Even if Opioids Relieve Pain, They Don’t Necessarily Improve Sleep

MedicalResearch.com Interview with:

Dr-Nicole Tang

Dr. Tang

Nicole Tang, D.Phil, C.Psychol (Reader)
Department of Psychology
Warwick Sleep and Pain Lab
University of Warwick

MedicalResearch.com: What is the background for this study? What are the main findings?

Response: Current guidelines recommend non-opioid therapy as the preferred treatment of chronic non-malignant (CNP) pain, with opioids reserved to situations “when benefits for pain and function are expected to outweigh risks” [1,10]. Whilst the effectiveness of opioid therapy is usually measured in terms of pain outcomes, less is known about its effect on day-to-day functions.

A particular function of concern to patients with chronic non-malignant pain
is the ability to get a good night’s sleep.

The current systematic review has identified a set of papers with relevant outcomes regarding the effect of opioid therapy on sleep quality and sleep architecture in CNP patients. It
extends our understanding from the drug’s respiratory depression effect in healthy
individuals to the potential risks and utility of opioid therapy for chronic non-malignant pain
patients with sleep disturbances.

Whilst the narrative synthesis and the exploratory meta-analysis of a subset of data both suggest that the use of opioid therapy is associated with an overall report of sleep quality improvement, such an improvement is not consistently replicated across studies
or substantiated by improvements in sleep parameters linked to deeper and better-sleep quality. Moreover, the improvement may be accompanied by undesirable side effects and increased daytime sleepiness that contradict with the very idea of improved
sleep quality. We are also painfully aware of the methodological limitations of the studies reviewed; their exposure to different sources of biases has heightened the risk of result inflation.

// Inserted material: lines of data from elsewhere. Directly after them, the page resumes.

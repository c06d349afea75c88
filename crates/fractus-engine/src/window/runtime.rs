use anyhow::{Context, Result};
use ouroboros::self_referencing;

use winit::application::ApplicationHandler;
use winit::dpi::LogicalSize;
use winit::event::WindowEvent;
use winit::event_loop::{ActiveEventLoop, ControlFlow, EventLoop};
use winit::window::{Window, WindowId};

use crate::core::{App as CoreApp, AppControl, FrameCtx, SetupCtx, WindowCtx};
use crate::device::{Gpu, GpuInit};
use crate::input::platform::winit::translate_window_event;
use crate::input::InputState;

/// Window/runtime configuration.
#[derive(Debug, Clone)]
pub struct RuntimeConfig {
    pub title: String,
    pub initial_size: LogicalSize<f64>,
}

impl Default for RuntimeConfig {
    fn default() -> Self {
        Self {
            title: "fractus".to_string(),
            initial_size: LogicalSize::new(1280.0, 720.0),
        }
    }
}

/// Runtime context passed to the application.
///
/// Commands are buffered and applied after the current callback returns.
#[derive(Default)]
pub struct RuntimeCtx {
    commands: Vec<Command>,
}

impl RuntimeCtx {
    pub fn set_title(&mut self, title: impl Into<String>) {
        self.commands.push(Command::SetTitle(title.into()));
    }

    pub fn exit(&mut self) {
        self.commands.push(Command::Exit);
    }
}

enum Command {
    SetTitle(String),
    Exit,
}

/// Entry point for the runtime.
pub struct Runtime;

impl Runtime {
    /// Opens the window, runs `app` until exit, and returns the setup error
    /// if the app failed to initialize.
    pub fn run<A>(config: RuntimeConfig, gpu_init: GpuInit, app: A) -> Result<()>
    where
        A: 'static + CoreApp,
    {
        let event_loop = EventLoop::new().context("failed to create winit EventLoop")?;
        let mut state = AppState::new(config, gpu_init, app);

        event_loop
            .run_app(&mut state)
            .context("winit event loop terminated with error")?;

        match state.setup_error.take() {
            Some(e) => Err(e),
            None => Ok(()),
        }
    }
}

#[self_referencing]
struct WindowEntry {
    input_state: InputState,

    window: Window,

    #[borrows(window)]
    #[covariant]
    gpu: Gpu<'this>,
}

struct AppState<A>
where
    A: CoreApp + 'static,
{
    config: RuntimeConfig,
    gpu_init: GpuInit,
    app: A,

    window: Option<WindowEntry>,
    exit_requested: bool,
    setup_error: Option<anyhow::Error>,
}

impl<A> AppState<A>
where
    A: CoreApp + 'static,
{
    fn new(config: RuntimeConfig, gpu_init: GpuInit, app: A) -> Self {
        Self {
            config,
            gpu_init,
            app,
            window: None,
            exit_requested: false,
            setup_error: None,
        }
    }

    fn request_exit(&mut self) {
        self.exit_requested = true;
    }

    fn create_window_entry(&mut self, event_loop: &ActiveEventLoop) -> Result<WindowEntry> {
        let attrs = Window::default_attributes()
            .with_title(self.config.title.clone())
            .with_inner_size(self.config.initial_size);

        let window = event_loop
            .create_window(attrs)
            .context("failed to create window")?;

        let gpu_init = self.gpu_init.clone();

        WindowEntryTryBuilder {
            input_state: InputState::default(),
            window,
            gpu_builder: |w| {
                pollster::block_on(Gpu::new(w, gpu_init))
                    .context("GPU initialization failed for window")
            },
        }
        .try_build()
    }

    fn apply_commands(&mut self, event_loop: &ActiveEventLoop, mut ctx: RuntimeCtx) {
        for cmd in ctx.commands.drain(..) {
            match cmd {
                Command::SetTitle(title) => {
                    if let Some(entry) = &self.window {
                        entry.with_window(|w| w.set_title(&title));
                    }
                }
                Command::Exit => self.request_exit(),
            }
        }

        if self.exit_requested {
            event_loop.exit();
        }
    }
}

impl<A> ApplicationHandler for AppState<A>
where
    A: CoreApp + 'static,
{
    fn resumed(&mut self, event_loop: &ActiveEventLoop) {
        if self.window.is_some() || self.exit_requested {
            return;
        }

        let mut entry = match self.create_window_entry(event_loop) {
            Ok(entry) => entry,
            Err(e) => {
                log::error!("failed to create window: {e:#}");
                self.setup_error = Some(e);
                self.request_exit();
                event_loop.exit();
                return;
            }
        };

        let app = &mut self.app;
        let setup = entry.with_mut(|fields| {
            let mut ctx = SetupCtx {
                window: WindowCtx { window: fields.window },
                gpu: fields.gpu,
            };
            app.on_setup(&mut ctx)
        });

        if let Err(e) = setup {
            log::error!("setup failed: {e:#}");
            self.setup_error = Some(e);
            self.request_exit();
            event_loop.exit();
            return;
        }

        entry.with_window(|w| w.request_redraw());
        self.window = Some(entry);
    }

    fn about_to_wait(&mut self, event_loop: &ActiveEventLoop) {
        if self.exit_requested {
            event_loop.exit();
            return;
        }

        event_loop.set_control_flow(ControlFlow::Wait);

        // Continuous animation: every presented frame schedules the next one.
        if let Some(entry) = &self.window {
            entry.with_window(|w| w.request_redraw());
        }
    }

    fn window_event(
        &mut self,
        event_loop: &ActiveEventLoop,
        _window_id: WindowId,
        event: WindowEvent,
    ) {
        if self.exit_requested {
            event_loop.exit();
            return;
        }

        // Split borrows to avoid `self` capture inside `ouroboros` closures.
        let (app, window) = (&mut self.app, &mut self.window);

        let Some(entry) = window.as_mut() else {
            return;
        };

        let mut exit_from_app_event = false;

        entry.with_mut(|fields| {
            if let Some(ev) = translate_window_event(fields.input_state, &event) {
                fields.input_state.apply_event(&ev);
                if app.on_input(&ev) == AppControl::Exit {
                    exit_from_app_event = true;
                }
            }

            if app.on_window_event(&event) == AppControl::Exit {
                exit_from_app_event = true;
            }
        });

        if exit_from_app_event {
            self.request_exit();
            event_loop.exit();
            return;
        }

        match &event {
            WindowEvent::CloseRequested => {
                log::info!("window closed");
                self.window = None;
                self.request_exit();
                event_loop.exit();
            }

            WindowEvent::Resized(new_size) => {
                if let Some(entry) = self.window.as_mut() {
                    log::debug!("resized to {}x{}", new_size.width, new_size.height);
                    entry.with_gpu_mut(|gpu| gpu.resize(*new_size));
                    entry.with_window(|w| w.request_redraw());
                }
            }

            WindowEvent::ScaleFactorChanged { .. } => {
                if let Some(entry) = self.window.as_mut() {
                    let new_size = entry.with_window(|w| w.inner_size());
                    entry.with_gpu_mut(|gpu| gpu.resize(new_size));
                    entry.with_window(|w| w.request_redraw());
                }
            }

            WindowEvent::RedrawRequested => {
                let mut runtime_ctx = RuntimeCtx::default();
                let mut app_control = AppControl::Continue;

                if let Some(entry) = self.window.as_mut() {
                    let app = &mut self.app;
                    entry.with_mut(|fields| {
                        let mut ctx = FrameCtx {
                            window: WindowCtx { window: fields.window },
                            gpu: fields.gpu,
                            input: fields.input_state,
                            runtime: &mut runtime_ctx,
                        };
                        app_control = app.on_frame(&mut ctx);
                    });
                }

                if app_control == AppControl::Exit {
                    runtime_ctx.exit();
                }

                self.apply_commands(event_loop, runtime_ctx);
            }

            _ => {}
        }

        if self.exit_requested {
            event_loop.exit();
        }
    }
}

To many patients with chronic non-malignant pain, improved sleep is a top priority
when evaluating the performance of a new drug and non-drug intervention.

If we were to advance our current understanding of the
opioid-sleep relationship, future trials need to be designed with
this interdisciplinary question in mind such that validated measures
of sleep can be incorporated as an outcome measure alongside pain.